Problem to solve:
Wherever a line in the data holds the word "error", pull that line out.
○ ○ ○
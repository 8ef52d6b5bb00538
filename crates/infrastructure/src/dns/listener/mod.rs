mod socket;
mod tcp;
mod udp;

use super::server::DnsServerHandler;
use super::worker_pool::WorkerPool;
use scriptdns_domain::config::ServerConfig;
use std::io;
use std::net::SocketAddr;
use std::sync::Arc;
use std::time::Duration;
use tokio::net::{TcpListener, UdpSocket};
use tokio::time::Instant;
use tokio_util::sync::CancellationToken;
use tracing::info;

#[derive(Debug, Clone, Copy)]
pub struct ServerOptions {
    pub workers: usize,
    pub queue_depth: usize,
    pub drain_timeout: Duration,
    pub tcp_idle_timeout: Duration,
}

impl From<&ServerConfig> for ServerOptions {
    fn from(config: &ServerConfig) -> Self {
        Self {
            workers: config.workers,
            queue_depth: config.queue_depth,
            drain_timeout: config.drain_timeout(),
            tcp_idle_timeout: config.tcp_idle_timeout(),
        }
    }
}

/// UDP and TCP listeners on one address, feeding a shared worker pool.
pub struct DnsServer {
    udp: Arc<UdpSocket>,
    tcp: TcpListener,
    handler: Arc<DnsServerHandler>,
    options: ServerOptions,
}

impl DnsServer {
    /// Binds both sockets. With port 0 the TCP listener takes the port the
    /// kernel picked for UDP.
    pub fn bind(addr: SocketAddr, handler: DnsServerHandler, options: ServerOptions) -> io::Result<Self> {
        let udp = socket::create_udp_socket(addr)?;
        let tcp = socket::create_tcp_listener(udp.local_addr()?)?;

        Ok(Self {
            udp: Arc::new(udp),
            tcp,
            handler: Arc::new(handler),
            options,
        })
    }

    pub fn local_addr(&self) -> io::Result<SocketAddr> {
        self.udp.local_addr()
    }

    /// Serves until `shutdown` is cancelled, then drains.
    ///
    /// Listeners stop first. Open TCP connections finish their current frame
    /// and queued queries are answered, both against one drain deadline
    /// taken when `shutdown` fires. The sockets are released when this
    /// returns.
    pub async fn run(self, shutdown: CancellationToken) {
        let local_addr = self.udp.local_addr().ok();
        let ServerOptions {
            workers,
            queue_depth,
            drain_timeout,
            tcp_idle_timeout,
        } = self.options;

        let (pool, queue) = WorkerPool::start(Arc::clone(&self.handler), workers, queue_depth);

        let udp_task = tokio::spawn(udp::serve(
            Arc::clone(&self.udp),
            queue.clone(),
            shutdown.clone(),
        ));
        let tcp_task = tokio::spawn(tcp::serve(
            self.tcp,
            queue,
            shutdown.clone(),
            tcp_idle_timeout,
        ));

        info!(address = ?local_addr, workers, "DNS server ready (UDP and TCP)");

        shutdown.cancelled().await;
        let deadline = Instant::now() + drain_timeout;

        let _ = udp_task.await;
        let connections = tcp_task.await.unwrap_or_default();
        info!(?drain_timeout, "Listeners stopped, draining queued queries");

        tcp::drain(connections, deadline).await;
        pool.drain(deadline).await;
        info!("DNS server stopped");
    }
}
○ ○ ○
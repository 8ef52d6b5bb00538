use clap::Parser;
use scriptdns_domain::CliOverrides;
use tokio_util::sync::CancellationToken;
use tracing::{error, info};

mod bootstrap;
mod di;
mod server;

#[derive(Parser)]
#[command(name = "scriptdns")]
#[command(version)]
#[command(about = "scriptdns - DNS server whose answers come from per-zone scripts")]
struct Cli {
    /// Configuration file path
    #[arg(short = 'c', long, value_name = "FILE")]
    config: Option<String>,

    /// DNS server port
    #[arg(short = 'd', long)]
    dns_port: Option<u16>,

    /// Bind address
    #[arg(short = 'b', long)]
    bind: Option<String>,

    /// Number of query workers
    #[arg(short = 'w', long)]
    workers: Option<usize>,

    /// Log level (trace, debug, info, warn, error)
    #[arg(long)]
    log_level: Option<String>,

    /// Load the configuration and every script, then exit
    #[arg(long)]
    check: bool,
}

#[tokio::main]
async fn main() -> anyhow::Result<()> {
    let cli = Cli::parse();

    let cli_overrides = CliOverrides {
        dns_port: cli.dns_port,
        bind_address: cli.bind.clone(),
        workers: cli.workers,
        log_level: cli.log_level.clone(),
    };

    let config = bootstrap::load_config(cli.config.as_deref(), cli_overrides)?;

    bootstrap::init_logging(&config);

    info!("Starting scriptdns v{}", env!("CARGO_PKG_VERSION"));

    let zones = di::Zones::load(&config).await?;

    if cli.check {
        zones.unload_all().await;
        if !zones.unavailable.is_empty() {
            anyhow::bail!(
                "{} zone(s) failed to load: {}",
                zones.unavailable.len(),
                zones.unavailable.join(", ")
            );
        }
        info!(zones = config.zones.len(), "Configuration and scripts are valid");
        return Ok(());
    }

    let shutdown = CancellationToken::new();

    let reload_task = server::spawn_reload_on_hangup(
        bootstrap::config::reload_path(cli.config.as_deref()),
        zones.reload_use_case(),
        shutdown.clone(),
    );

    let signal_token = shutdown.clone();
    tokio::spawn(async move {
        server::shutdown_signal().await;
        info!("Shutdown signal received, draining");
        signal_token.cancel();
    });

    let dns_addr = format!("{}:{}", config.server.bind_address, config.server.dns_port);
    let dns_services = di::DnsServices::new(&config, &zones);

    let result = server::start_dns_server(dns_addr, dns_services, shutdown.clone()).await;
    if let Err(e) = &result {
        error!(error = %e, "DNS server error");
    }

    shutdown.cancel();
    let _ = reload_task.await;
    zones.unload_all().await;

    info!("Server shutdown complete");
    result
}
○ ○ ○
Solution for this task:
use tracing::{error, info};
    /// Log level (trace, debug, info, warn, error)
        error!(error = %e, "DNS server error");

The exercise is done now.